Sometimes you’ve got to throw yourself into the pattern to know, oh my gosh, I’m here again and this is exactly what I do not want to be part of, but I have the tools to change my behavior, to change this thought, to change this belief. And that karma that you talk with about being in the conflict, the conflict often turns back inward though. And is the conflict internally in the body leading more to the stress that we all know  is so dangerous.

Melanie: We know that stress causes something like 75 to 90% of all disease and dysfunction depending on which study you read. And we don’t talk really in depth about what stress is. We might talk about telomere length and we might talk about, oh well you need to meditate or that your heart rate variability is off. But really stress is your response to the story that’s happening around you and within you. I always say that we have this internal expression of our physical narrative and we have an external expression of it too.

When our story outside of us and the story inside of us don’t match, it’s really stressful. We call that high contrast trauma, when the inside and outside are at the extremes. That is very traumatic to the nervous system. When you can start to regulate your nervous system enough to have a different relationship with it, to see that it’s had purpose or meaning or that it launched you into a new way of being, demanded that you have better boundaries, set you on a different life path then you can really embody it in a way that’s not so dissonant.

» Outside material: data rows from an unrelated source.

impl<'a> Traverser<'a> {
    pub fn new(
        schema: &'a SchemaRegistry,
        db: &'a Arc<dyn Executor>,
        cache: &'a CacheLayer,
    ) -> Self {
        Self { schema, db, cache }
    }

    fn edge_kind<'m>(&self, model: &'m ModelDef, attribute: &str) -> Result<EdgeKind<'m>> {
        if let Some(rel) = model.relationship(attribute) {
            return Ok(EdgeKind::Relation(rel));
        }
        if model.has_column(attribute) {
            return Ok(EdgeKind::Column);
        }
        Err(SchemaError::UnknownAttribute {
            model: model.name.clone(),
            attribute: attribute.to_string(),
        }
        .into())
    }

    /// Resolve `attribute` for every member of `set`, one batched query per
    /// cache miss. Rows that resolve to nothing are cached as such and left
    /// out of the result.
    pub async fn resolve_edge(
        &self,
        set: &ContextSet,
        attribute: &str,
    ) -> Result<HashMap<i64, Resolved>> {
        let model = self.schema.model(set.table())?;
        let kind = self.edge_kind(model, attribute)?;
        let target_table = match &kind {
            EdgeKind::Column => None,
            EdgeKind::Relation(rel) => Some(self.schema.model(&rel.target)?.table.clone()),
        };

        let key = format!("traverse:{}.{}", model.table, attribute);
        let fields: Vec<String> = set.ids().iter().map(i64::to_string).collect();
        let cached = self.cache.get_many(&key, &fields).await?;

        let mut resolved: HashMap<i64, Resolved> = HashMap::new();
        let mut missing: Vec<i64> = Vec::new();
        for (id, blob) in set.ids().iter().zip(cached) {
            match blob {
                Some(bytes) => {
                    let footprint: Footprint = serde_json::from_slice(&bytes)?;
                    if let Some(value) = footprint.into_resolved(target_table.as_deref()) {
                        resolved.insert(*id, value);
                    }
                }
                None => missing.push(*id),
            }
        }

        if !missing.is_empty() {
            let computed = match kind {
                EdgeKind::Column => self.query_column(model, attribute, &missing).await?,
                EdgeKind::Relation(rel) => self.query_relation(model, rel, &missing).await?,
            };
            let entries: Vec<(String, Vec<u8>)> = missing
                .iter()
                .map(|id| {
                    let footprint = Footprint::from_resolved(computed.get(id));
                    Ok((id.to_string(), serde_json::to_vec(&footprint)?))
                })
                .collect::<Result<_>>()?;
            self.cache.put_many(&key, &entries).await?;
            resolved.extend(computed);
        }
        Ok(resolved)
    }

    async fn query_column(
        &self,
        model: &ModelDef,
        column: &str,
        ids: &[i64],
    ) -> Result<HashMap<i64, Resolved>> {
        let stmt = Query::select()
            .columns([Alias::new(&model.primary_key), Alias::new(column)])
            .from(Alias::new(&model.table))
            .and_where(Expr::col(Alias::new(&model.primary_key)).is_in(ids.iter().copied()))
            .to_owned();
        let rows = self.db.fetch_all(&stmt).await?;
        let mut out = HashMap::new();
        for row in rows {
            let value = row.get(1).clone();
            if !value.is_null() {
                out.insert(row.i64(0)?, Resolved::Scalar(value));
            }
        }
        Ok(out)
    }

    async fn query_relation(
        &self,
        model: &ModelDef,
        rel: &RelationshipDef,
        ids: &[i64],
    ) -> Result<HashMap<i64, Resolved>> {
        let target = self.schema.model(&rel.target)?;
        let mut out = HashMap::new();
        match rel.direction {
            Direction::ToOne => {
                let fk = rel.fk_column.as_deref().ok_or_else(|| invalid(rel))?;
                let stmt = Query::select()
                    .columns([Alias::new(&model.primary_key), Alias::new(fk)])
                    .from(Alias::new(&model.table))
                    .and_where(
                        Expr::col(Alias::new(&model.primary_key)).is_in(ids.iter().copied()),
                    )
                    .to_owned();
                for row in self.db.fetch_all(&stmt).await? {
                    if let Some(fk_value) = row.opt_i64(1)? {
                        out.insert(
                            row.i64(0)?,
                            Resolved::One(Context::new(target.table.clone(), fk_value)),
                        );
                    }
                }
            }
            Direction::ToMany => {
                let fk = rel.fk_column.as_deref().ok_or_else(|| invalid(rel))?;
                let stmt = Query::select()
                    .columns([Alias::new(fk), Alias::new(&target.primary_key)])
                    .from(Alias::new(&target.table))
                    .and_where(Expr::col(Alias::new(fk)).is_in(ids.iter().copied()))
                    .to_owned();
                out = group_pairs(self.db.fetch_all(&stmt).await?, &target.table)?;
            }
            Direction::ManyToMany => {
                let secondary = rel.secondary.as_ref().ok_or_else(|| invalid(rel))?;
                let stmt = Query::select()
                    .columns([
                        Alias::new(&secondary.local_fk),
                        Alias::new(&secondary.remote_fk),
                    ])
                    .from(Alias::new(&secondary.table))
                    .and_where(
                        Expr::col(Alias::new(&secondary.local_fk)).is_in(ids.iter().copied()),
                    )
                    .to_owned();
                out = group_pairs(self.db.fetch_all(&stmt).await?, &target.table)?;
            }
        }
        Ok(out)
    }

    /// Transitive expansion of a self-recursive edge: repeat the step until
    /// it yields no new ids. The starting ids are not part of the result.
    pub async fn expand_recursive(
        &self,
        set: &ContextSet,
        attribute: &str,
    ) -> Result<Option<ContextSet>> {
        let mut seen: BTreeSet<i64> = set.ids().iter().copied().collect();
        let mut frontier = set.clone();
        let mut collected: Option<ContextSet> = None;
        loop {
            let resolved = self.resolve_edge(&frontier, attribute).await?;
            let mut table = None;
            let mut fresh: Vec<i64> = Vec::new();
            for value in resolved.values() {
                match value {
                    Resolved::One(context) => {
                        table = Some(context.table.clone());
                        if seen.insert(context.id) {
                            fresh.push(context.id);
                        }
                    }
                    Resolved::Many(members) => {
                        table = Some(members.table().to_string());
                        for id in members.ids() {
                            if seen.insert(*id) {
                                fresh.push(*id);
                            }
                        }
                    }
                    Resolved::Scalar(_) => {}
                }
            }
            let Some(table) = table else { break };
            let Some(next) = ContextSet::new(table, fresh) else {
                break;
            };
            collected = Some(match collected {
                Some(acc) => acc.union(&next)?,
                None => next.clone(),
            });
            frontier = next;
        }
        Ok(collected)
    }

    /// Walk `path` from `start`, yielding the aggregate value at each depth
    /// of at least `skip` (depths are 1-based). A self-recursive segment
    /// contributes its whole fixpoint as a single step.
    pub async fn traverse(
        &self,
        start: &ContextSet,
        path: &str,
        skip: usize,
    ) -> Result<Vec<Step>> {
        let mut steps = Vec::new();
        let mut frontier = start.clone();
        let segments: Vec<&str> = path.split('.').filter(|s| !s.is_empty()).collect();
        for (idx, segment) in segments.iter().enumerate() {
            let depth = idx + 1;
            let model = self.schema.model(frontier.table())?;
            let recursive = model
                .relationship(segment)
                .map(|rel| self.schema.is_recursive(rel))
                .unwrap_or(false);

            let value = if recursive {
                self.expand_recursive(&frontier, segment)
                    .await?
                    .map(StepValue::Contexts)
            } else {
                let resolved = self.resolve_edge(&frontier, segment).await?;
                aggregate(resolved)?
            };

            match value {
                None => break,
                Some(StepValue::Scalars(values)) => {
                    if depth >= skip {
                        steps.push(Step {
                            depth,
                            value: StepValue::Scalars(values),
                        });
                    }
                    break;
                }
                Some(StepValue::Contexts(set)) => {
                    if depth >= skip {
                        steps.push(Step {
                            depth,
                            value: StepValue::Contexts(set.clone()),
                        });
                    }
                    frontier = set;
                }
            }
        }
        Ok(steps)
    }

    /// Drive a compacted path tree from `root`, yielding the root itself and
    /// every aggregate value reached along any branch.
    pub async fn tree_traverse(
        &self,
        root: &ContextSet,
        tree: &PathTree,
    ) -> Result<Vec<StepValue>> {
        let mut out = vec![StepValue::Contexts(root.clone())];
        self.tree_walk(root, tree, 0, &mut out).await?;
        Ok(out)
    }

    fn tree_walk<'s>(
        &'s self,
        node: &'s ContextSet,
        tree: &'s PathTree,
        skip: usize,
        out: &'s mut Vec<StepValue>,
    ) -> Pin<Box<dyn Future<Output = Result<()>> + Send + 's>> {
        Box::pin(async move {
            for (segment, subtree) in tree.iter() {
                let seg_len = segment.matches('.').count() + 1;
                let steps = self.traverse(node, segment, 0).await?;
                let mut terminal: Option<ContextSet> = None;
                for step in steps {
                    if step.depth == seg_len {
                        if let StepValue::Contexts(set) = &step.value {
                            terminal = Some(set.clone());
                        }
                    }
                    if step.depth >= skip {
                        out.push(step.value);
                    }
                }
                if let Some(set) = terminal {
                    if !subtree.is_empty() {
                        self.tree_walk(&set, subtree, skip.saturating_sub(seg_len), out)
                            .await?;
                    }
                }
            }
            Ok(())
        })
    }
}
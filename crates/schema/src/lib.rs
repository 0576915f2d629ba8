pub mod error;
pub mod registry;

pub use error::{Result, SchemaError};
pub use registry::{
    Direction, ModelBuilder, ModelDef, PropagationSchema, RelationshipDef, SchemaBuilder,
    SchemaRegistry, SecondaryTable,
};
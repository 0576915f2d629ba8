use serde::{Deserialize, Serialize};
use sqlx::FromRow;
use validator::Validate;

/// An atomic named privilege. A global permission authorizes in any context
/// once the user holds a role bearing it.
#[derive(Debug, Clone, Serialize, Deserialize, FromRow)]
pub struct Permission {
    pub id: i64,
    pub name: String,
    pub is_global: bool,
}

#[derive(Debug, Clone, Serialize, Deserialize, Validate)]
pub struct NewPermission {
    #[validate(length(min = 1, max = 150))]
    pub name: String,

    pub is_global: bool,
}

impl NewPermission {
    pub fn named(name: impl Into<String>) -> Self {
        Self {
            name: name.into(),
            is_global: false,
        }
    }
}
//! Netzwerk-Layer: Wire-Format, HTTP-Transport und Hintergrund-Worker.

pub mod api;
pub mod transport;
pub mod worker;

pub use api::{
    ApiRequest, HttpMethod, HttpRequest, HttpResponse, PayloadError, ProblemPayload,
    TourSubmission,
};
pub use transport::{HttpTransport, Transport, TransportError};
pub use worker::{ApiReply, NetworkWorker};
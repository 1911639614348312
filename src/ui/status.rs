//! Status-Bar am unteren Bildschirmrand.

use crate::app::AppState;

/// Rendert die Status-Bar
pub fn render_status_bar(ctx: &egui::Context, state: &AppState) {
    egui::TopBottomPanel::bottom("status_bar").show(ctx, |ui| {
        ui.horizontal(|ui| {
            if state.session.state().exhausted {
                ui.label("All problems done");
            } else {
                ui.label(format!("Problem {}", state.session.display_number()));
            }

            ui.separator();

            if state.city_count() > 0 {
                ui.label(format!(
                    "Tour: {} / {} | Length: {:.1}",
                    state.tour.picked(),
                    state.tour.completion_threshold(),
                    state.tour.tour_length()
                ));
            } else {
                ui.label("No cities loaded");
            }

            ui.separator();

            ui.label(format!("Status: {}", state.session.phase().label()));

            // Statusnachricht (z.B. "Tour incomplete!")
            if let Some(ref msg) = state.ui.status_message {
                ui.separator();
                ui.label(egui::RichText::new(format!("⚠ {}", msg)).color(egui::Color32::YELLOW));
            }
        });
    });
}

Viktor Frankl is well known for, in the midst of concentration camps in Nazi Germany, putting it together that giving meaning to your trauma makes it not so disruptive to the rest of your life.

Jennifer: (laughing) Hello, Trauma Rewired. Enter this podcast.

Elisabeth: Totally. One of my absolute favorite quotes by Peter Levine is about how trauma is hell on earth, but trauma transformed is a catalyst for awakening, for the expansion of consciousness. There is a way to utilize these experiences to serve not only our own consciousness expansion, but collectively in the world.

I do think that that’s something that’s happening in the world right now. As you were talking about that internal experience, absolutely. It makes so much sense. If we’re living in a state where the threat is really high where our amygdala is very reactive to many things. Our thalamus doesn’t want a lot of sensory input coming in before we leave the room in dissociation. We’re moving through the world like that then we have very limited capacity to have the contrast. To have the deep and meaningful moments of Presence that we are seeking. And even sometimes when we do have those experiences, they’re overwhelming to the system because we don’t have the capacity for it. It creates really big internal chaos. I think Jennifer and I touched about this a little bit in the Presence episode, but you hear all these things that are really good for your health, for your nervous system health, for your stress reduction, like meditation, like going to the sauna, whatever it is. And what is key there is- what is your internal state while you are doing those things? Are you in a state of hypervigilance and high stress? Does it stress you out more to sit still and try to not move your body and just focus on one point? Is there a way to assess and reassess how that is really impacting your unique nervous system?

Also to work with your nervous system to increase the capacity to be able to do those things in a way where you are really Present- doing the thing, having the experience, like you said- not just thinking about it. But experiencing it, doing it without dissociation or racing thoughts or panic or whatever it is that’s actually pulling you out of it. That being a necessary requirement to getting the results of these practices is that we are actually there, we’re Present, we’re in our body. And what state is going on inside of our body as we’re doing these things. How do we work with our nervous system to change that state to make these things really impactful?

[00:44:40] Melanie: Absolutely. It’s very obvious where having a lot of trauma and having high contrast is very stressful and dysregulating. Then there’s often a clearer path to seeking regulation. 

But when you live in a stressful environment that’s maybe that I might call subclinical, that’s sort of mildly traumatic, but you’re there every moment of every day. Then sometimes the need for it isn’t as clear. Or you might start identifying as an empath or you might have really great intuitive skills. 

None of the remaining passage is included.